__Task directions__
Identify every line in the records below that contains the word "FORBIDDEN", and reproduce each one.

(Saved data entries)
★ ★ ★ ★ ★ ★ ★

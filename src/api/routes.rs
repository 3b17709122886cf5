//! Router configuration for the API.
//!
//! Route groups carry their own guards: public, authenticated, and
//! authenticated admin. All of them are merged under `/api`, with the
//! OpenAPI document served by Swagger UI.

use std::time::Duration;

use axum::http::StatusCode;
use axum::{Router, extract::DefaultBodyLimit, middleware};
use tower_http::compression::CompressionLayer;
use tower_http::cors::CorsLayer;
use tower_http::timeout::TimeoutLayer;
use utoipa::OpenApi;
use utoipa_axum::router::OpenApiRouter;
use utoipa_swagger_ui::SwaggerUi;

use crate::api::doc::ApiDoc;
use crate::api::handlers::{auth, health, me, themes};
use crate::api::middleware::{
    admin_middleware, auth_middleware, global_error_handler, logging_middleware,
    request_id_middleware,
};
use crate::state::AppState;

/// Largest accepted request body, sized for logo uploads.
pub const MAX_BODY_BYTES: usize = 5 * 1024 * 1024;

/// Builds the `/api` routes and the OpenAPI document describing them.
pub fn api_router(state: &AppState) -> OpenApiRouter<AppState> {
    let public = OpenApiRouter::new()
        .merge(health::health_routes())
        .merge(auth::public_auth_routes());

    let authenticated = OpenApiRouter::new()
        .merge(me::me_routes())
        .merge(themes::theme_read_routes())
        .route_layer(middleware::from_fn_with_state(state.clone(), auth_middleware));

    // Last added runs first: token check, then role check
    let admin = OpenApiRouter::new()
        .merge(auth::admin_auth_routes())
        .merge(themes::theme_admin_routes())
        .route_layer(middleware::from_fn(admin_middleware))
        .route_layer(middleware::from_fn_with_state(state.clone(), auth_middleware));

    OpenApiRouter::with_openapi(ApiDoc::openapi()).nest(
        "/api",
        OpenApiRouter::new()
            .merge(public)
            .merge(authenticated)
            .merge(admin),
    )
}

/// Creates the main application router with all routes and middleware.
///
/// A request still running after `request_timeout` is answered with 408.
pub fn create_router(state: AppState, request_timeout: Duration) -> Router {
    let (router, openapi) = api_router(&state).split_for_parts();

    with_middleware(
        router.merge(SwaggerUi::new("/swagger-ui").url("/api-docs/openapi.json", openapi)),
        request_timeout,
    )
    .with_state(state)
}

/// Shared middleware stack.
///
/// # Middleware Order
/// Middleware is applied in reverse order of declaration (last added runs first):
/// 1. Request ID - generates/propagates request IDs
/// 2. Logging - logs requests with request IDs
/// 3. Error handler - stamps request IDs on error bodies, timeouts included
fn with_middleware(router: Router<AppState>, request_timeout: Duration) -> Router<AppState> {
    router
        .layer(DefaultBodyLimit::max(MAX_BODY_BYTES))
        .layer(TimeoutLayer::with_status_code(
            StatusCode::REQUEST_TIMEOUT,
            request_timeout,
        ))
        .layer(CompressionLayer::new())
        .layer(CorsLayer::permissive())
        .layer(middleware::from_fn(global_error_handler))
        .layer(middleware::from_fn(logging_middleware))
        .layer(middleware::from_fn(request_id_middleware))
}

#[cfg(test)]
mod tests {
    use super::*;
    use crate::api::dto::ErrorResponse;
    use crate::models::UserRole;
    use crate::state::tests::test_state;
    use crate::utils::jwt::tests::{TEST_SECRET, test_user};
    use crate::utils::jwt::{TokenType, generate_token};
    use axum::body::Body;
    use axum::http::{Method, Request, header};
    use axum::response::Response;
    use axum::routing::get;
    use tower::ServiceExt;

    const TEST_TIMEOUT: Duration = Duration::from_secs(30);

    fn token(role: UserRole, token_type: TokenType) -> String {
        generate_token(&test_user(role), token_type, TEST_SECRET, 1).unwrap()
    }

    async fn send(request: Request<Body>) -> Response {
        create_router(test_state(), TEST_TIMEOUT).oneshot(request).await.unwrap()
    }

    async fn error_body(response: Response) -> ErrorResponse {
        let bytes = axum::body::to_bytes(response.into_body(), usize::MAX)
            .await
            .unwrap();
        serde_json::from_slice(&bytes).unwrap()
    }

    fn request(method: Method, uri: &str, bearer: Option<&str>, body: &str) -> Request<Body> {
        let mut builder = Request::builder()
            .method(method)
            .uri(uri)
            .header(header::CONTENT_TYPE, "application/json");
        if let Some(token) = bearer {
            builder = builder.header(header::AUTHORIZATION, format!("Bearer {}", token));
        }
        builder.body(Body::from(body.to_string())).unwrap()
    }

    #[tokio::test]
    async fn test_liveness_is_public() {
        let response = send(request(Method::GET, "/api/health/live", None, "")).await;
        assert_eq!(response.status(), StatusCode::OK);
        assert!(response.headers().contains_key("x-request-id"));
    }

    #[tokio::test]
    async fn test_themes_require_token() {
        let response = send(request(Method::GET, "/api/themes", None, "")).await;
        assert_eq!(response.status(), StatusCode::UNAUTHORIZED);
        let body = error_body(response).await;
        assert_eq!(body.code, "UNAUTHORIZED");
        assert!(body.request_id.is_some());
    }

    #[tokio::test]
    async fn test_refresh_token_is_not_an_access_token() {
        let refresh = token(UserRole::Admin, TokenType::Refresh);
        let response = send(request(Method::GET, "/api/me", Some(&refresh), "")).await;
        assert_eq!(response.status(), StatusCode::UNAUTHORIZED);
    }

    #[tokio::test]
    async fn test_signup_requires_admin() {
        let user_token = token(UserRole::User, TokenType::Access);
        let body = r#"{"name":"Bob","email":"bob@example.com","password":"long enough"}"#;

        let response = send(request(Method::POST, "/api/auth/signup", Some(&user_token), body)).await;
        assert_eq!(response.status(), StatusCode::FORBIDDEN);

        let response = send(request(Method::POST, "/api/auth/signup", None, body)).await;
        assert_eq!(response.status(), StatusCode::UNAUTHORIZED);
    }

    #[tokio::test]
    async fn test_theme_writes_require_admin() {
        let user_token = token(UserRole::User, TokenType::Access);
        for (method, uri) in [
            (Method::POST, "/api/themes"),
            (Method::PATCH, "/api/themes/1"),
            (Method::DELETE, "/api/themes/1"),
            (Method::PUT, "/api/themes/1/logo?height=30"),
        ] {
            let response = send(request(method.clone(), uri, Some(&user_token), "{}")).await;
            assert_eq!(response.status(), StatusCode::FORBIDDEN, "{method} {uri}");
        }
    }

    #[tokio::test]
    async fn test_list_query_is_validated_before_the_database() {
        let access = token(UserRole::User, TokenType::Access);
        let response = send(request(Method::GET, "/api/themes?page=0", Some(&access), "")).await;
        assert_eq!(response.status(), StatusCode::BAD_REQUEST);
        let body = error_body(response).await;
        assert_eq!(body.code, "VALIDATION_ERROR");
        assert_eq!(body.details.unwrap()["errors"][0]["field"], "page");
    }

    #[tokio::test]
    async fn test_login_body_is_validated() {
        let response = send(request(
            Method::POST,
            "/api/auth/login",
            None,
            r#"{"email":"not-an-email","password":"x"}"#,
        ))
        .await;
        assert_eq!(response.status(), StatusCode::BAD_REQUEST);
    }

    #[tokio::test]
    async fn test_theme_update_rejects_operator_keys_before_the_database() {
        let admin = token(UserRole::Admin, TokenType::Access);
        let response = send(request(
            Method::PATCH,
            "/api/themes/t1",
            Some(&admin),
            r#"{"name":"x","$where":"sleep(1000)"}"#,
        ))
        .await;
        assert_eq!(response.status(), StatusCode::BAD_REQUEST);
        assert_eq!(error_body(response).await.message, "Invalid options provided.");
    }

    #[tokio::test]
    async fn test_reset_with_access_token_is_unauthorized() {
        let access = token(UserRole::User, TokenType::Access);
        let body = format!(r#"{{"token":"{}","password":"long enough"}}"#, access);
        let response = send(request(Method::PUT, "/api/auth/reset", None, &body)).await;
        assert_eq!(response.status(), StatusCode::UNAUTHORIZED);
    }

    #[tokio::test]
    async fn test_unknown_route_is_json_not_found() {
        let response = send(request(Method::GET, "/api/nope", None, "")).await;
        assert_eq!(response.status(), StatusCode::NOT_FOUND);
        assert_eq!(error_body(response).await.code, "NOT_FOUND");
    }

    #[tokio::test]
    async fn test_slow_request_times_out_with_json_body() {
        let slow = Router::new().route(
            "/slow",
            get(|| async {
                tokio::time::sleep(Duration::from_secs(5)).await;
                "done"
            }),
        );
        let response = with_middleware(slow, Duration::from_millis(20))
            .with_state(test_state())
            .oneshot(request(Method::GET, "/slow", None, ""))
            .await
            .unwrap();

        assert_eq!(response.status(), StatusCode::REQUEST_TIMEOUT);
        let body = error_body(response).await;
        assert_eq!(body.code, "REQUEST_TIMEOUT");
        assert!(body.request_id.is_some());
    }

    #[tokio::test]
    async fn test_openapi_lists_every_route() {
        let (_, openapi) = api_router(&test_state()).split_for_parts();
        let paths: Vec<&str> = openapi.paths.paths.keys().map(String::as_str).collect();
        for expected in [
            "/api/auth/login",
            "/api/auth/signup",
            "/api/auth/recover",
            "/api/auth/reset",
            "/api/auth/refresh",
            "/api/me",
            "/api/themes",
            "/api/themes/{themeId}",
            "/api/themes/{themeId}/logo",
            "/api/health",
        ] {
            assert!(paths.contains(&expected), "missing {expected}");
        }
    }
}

★ ★ ★ ★ ★ ★ ★

__Task output__
        assert_eq!(response.status(), StatusCode::FORBIDDEN);
            assert_eq!(response.status(), StatusCode::FORBIDDEN, "{method} {uri}");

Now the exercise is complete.